WHAT THE EXERCISE ASKS - Find all lines below containing the string "static" and return them.

(DATASET ENTRIES)

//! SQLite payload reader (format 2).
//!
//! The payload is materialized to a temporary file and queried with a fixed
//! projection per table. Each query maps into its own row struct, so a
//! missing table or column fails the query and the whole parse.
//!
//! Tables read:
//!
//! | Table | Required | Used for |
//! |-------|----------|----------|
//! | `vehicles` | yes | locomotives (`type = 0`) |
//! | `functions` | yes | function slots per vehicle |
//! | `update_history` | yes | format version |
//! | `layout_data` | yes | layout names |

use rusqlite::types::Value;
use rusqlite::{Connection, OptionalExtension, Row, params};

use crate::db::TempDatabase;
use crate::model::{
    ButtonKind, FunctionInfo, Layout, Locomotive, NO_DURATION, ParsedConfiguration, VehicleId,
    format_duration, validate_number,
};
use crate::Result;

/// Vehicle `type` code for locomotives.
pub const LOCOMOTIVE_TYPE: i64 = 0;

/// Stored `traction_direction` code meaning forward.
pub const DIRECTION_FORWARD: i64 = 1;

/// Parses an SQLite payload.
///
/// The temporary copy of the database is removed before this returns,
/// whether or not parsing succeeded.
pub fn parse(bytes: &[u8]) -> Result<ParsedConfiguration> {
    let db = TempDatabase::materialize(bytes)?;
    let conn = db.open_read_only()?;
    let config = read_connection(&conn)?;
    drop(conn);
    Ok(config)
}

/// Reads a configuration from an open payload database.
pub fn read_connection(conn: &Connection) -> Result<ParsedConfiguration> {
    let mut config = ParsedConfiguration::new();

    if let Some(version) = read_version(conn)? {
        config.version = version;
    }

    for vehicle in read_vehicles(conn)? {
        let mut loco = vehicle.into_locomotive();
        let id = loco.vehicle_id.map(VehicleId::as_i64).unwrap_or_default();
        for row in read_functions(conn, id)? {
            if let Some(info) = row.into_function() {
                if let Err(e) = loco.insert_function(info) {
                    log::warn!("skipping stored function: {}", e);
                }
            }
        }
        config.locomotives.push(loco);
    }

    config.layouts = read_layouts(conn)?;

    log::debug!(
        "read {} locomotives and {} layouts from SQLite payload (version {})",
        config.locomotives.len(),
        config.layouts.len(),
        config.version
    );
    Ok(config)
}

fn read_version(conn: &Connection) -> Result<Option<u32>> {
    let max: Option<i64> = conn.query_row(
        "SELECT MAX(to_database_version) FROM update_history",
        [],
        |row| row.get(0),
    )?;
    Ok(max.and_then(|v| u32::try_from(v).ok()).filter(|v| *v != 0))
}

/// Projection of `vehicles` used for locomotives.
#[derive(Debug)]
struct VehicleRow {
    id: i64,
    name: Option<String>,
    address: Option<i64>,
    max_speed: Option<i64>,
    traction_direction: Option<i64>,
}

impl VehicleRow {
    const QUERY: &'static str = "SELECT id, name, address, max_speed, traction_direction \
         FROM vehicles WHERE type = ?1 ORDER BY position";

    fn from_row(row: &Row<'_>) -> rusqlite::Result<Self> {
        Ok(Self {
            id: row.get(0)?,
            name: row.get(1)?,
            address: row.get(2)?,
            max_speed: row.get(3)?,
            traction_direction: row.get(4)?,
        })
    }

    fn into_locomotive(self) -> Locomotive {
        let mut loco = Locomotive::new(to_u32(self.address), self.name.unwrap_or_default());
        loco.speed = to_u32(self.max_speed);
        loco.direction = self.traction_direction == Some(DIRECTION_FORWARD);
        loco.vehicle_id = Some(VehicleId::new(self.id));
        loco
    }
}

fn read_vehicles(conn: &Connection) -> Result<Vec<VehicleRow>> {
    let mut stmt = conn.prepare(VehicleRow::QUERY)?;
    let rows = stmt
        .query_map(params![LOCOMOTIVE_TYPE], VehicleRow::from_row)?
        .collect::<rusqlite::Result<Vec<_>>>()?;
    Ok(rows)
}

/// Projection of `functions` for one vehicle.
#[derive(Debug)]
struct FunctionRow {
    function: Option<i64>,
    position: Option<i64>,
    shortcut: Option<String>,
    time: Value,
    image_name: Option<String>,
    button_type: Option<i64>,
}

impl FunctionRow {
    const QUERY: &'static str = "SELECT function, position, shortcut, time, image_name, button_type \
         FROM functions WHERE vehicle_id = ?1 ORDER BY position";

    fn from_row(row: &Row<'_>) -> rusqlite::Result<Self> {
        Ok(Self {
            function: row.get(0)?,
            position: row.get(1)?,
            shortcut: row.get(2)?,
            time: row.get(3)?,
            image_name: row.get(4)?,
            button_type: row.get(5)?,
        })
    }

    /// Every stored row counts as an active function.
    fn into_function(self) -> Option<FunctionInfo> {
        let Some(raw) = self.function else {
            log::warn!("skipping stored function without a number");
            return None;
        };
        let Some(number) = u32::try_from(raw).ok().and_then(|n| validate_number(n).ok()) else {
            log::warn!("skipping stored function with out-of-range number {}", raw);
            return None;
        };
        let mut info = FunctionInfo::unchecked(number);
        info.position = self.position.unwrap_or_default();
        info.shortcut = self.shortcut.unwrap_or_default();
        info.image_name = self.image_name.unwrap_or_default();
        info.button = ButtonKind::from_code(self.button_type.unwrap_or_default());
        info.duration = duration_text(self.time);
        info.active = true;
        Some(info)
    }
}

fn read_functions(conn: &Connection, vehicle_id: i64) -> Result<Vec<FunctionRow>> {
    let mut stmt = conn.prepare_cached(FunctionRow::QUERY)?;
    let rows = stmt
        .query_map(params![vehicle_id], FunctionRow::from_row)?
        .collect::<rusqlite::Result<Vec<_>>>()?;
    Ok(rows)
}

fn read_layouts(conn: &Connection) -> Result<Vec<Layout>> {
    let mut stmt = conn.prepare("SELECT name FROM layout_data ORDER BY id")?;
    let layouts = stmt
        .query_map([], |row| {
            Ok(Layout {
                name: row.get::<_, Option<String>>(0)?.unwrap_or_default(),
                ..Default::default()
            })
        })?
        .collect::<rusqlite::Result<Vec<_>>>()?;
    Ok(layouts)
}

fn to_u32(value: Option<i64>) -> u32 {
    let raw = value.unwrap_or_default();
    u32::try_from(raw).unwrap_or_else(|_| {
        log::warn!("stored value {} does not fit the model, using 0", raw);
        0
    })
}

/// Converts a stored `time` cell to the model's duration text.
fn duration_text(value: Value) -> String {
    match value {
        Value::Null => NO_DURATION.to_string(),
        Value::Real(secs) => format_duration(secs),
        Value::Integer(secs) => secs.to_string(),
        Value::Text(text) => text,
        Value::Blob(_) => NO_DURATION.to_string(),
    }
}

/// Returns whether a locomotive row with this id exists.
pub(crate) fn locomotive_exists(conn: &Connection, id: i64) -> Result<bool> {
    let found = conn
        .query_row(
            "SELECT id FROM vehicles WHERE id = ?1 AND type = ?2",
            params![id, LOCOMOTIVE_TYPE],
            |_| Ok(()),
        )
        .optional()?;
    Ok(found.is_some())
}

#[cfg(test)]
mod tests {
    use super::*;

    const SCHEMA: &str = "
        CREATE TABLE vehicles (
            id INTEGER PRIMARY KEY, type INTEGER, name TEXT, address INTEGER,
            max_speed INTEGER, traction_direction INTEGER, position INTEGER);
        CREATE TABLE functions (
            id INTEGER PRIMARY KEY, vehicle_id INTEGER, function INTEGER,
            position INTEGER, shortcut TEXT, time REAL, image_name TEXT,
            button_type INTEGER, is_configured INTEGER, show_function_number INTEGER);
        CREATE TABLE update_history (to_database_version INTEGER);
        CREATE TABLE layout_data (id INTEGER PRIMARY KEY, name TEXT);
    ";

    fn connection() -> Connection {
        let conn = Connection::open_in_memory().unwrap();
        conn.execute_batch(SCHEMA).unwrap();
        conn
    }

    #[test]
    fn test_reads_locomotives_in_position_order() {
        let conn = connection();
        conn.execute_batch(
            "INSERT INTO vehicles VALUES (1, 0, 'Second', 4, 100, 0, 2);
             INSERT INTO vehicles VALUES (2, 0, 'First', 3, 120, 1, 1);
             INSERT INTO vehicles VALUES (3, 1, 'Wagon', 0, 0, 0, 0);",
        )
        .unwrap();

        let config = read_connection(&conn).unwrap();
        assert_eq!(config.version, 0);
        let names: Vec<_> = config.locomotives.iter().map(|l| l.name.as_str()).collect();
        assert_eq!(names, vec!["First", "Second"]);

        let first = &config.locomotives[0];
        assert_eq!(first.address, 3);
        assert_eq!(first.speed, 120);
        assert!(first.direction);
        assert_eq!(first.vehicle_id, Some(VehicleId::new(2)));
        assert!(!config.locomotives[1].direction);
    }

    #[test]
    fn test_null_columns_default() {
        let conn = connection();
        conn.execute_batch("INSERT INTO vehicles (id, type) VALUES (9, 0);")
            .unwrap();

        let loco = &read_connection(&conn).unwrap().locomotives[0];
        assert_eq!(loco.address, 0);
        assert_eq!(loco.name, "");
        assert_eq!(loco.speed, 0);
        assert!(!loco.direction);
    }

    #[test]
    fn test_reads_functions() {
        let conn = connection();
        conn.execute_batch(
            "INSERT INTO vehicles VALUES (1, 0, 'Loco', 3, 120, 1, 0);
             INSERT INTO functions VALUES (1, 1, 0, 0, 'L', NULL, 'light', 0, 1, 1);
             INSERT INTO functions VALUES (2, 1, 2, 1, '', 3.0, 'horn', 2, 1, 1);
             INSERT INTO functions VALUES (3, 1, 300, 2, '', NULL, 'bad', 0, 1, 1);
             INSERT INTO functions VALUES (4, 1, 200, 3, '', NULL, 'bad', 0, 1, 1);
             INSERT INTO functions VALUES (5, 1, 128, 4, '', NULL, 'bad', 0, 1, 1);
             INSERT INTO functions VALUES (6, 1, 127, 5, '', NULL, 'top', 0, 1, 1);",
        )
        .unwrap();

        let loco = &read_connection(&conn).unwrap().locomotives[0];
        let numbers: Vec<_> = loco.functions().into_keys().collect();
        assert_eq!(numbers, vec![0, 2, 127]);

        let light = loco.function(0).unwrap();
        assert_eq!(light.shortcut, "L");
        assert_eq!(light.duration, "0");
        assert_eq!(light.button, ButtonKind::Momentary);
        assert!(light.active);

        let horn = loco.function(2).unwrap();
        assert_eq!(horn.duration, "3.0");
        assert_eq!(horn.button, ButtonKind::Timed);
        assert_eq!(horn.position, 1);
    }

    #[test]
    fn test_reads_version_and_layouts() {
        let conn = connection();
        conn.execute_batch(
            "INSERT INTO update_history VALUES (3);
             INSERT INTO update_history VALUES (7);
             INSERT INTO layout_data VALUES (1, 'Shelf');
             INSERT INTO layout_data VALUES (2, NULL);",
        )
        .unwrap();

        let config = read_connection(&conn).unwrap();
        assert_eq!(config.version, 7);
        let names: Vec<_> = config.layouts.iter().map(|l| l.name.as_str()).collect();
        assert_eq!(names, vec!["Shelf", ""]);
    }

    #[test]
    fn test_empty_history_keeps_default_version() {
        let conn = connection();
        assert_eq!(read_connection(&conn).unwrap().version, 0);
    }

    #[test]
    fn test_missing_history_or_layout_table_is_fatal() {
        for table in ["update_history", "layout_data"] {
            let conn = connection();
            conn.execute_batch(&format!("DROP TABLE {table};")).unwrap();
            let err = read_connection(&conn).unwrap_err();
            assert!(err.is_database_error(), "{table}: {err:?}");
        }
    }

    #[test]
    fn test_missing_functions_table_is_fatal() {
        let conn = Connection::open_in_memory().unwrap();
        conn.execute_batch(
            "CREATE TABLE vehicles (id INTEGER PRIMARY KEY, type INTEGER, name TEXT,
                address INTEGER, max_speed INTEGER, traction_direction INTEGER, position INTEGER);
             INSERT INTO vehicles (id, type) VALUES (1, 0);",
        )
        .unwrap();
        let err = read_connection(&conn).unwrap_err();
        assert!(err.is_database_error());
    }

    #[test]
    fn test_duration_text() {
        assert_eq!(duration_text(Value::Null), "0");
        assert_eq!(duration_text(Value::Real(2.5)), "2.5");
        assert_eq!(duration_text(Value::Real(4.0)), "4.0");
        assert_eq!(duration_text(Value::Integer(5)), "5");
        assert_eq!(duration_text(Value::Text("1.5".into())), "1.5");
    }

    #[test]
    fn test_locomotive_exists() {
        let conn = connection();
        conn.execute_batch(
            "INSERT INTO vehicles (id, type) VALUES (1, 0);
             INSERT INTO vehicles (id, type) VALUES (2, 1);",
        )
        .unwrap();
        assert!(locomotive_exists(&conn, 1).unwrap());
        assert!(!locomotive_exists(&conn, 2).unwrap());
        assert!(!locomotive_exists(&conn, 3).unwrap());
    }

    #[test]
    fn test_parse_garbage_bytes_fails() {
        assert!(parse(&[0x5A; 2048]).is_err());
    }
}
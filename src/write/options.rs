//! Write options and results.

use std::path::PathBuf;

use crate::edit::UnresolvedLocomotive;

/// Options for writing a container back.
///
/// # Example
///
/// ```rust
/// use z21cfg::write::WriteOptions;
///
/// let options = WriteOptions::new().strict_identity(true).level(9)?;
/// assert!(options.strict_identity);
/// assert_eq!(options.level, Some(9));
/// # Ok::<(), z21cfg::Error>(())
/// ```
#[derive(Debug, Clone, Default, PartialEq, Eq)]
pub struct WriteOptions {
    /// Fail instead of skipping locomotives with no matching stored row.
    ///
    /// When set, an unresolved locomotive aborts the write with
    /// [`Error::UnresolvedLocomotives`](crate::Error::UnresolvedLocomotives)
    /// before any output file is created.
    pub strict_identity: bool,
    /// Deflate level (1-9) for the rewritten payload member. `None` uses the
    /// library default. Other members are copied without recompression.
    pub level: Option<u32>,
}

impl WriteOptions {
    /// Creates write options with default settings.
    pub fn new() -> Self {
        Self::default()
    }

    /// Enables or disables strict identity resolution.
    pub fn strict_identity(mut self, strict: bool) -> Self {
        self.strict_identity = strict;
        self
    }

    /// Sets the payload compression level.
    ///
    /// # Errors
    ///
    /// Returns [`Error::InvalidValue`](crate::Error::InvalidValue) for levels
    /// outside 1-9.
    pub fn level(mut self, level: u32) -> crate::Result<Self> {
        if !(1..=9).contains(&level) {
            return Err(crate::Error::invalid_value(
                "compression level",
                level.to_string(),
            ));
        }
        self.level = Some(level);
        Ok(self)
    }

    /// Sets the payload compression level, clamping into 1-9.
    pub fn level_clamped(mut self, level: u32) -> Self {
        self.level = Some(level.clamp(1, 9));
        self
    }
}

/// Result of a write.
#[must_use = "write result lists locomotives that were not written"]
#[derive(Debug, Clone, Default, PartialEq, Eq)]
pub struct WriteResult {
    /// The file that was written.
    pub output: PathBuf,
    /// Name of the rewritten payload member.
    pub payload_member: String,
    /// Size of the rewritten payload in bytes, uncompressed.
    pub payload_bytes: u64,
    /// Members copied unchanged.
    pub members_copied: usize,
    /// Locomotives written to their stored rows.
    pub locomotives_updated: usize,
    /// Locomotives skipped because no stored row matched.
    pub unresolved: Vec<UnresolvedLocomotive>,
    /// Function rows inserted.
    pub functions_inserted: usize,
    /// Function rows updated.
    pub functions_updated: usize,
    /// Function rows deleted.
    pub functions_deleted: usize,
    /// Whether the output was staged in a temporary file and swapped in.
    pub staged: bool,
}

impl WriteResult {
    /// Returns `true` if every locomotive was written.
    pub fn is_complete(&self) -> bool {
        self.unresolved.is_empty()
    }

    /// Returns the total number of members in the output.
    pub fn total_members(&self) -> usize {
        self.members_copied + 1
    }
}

(End DATASET ENTRIES)

YOUR SOLUTION -
    const QUERY: &'static str = "SELECT id, name, address, max_speed, traction_direction \
    const QUERY: &'static str = "SELECT function, position, shortcut, time, image_name, button_type \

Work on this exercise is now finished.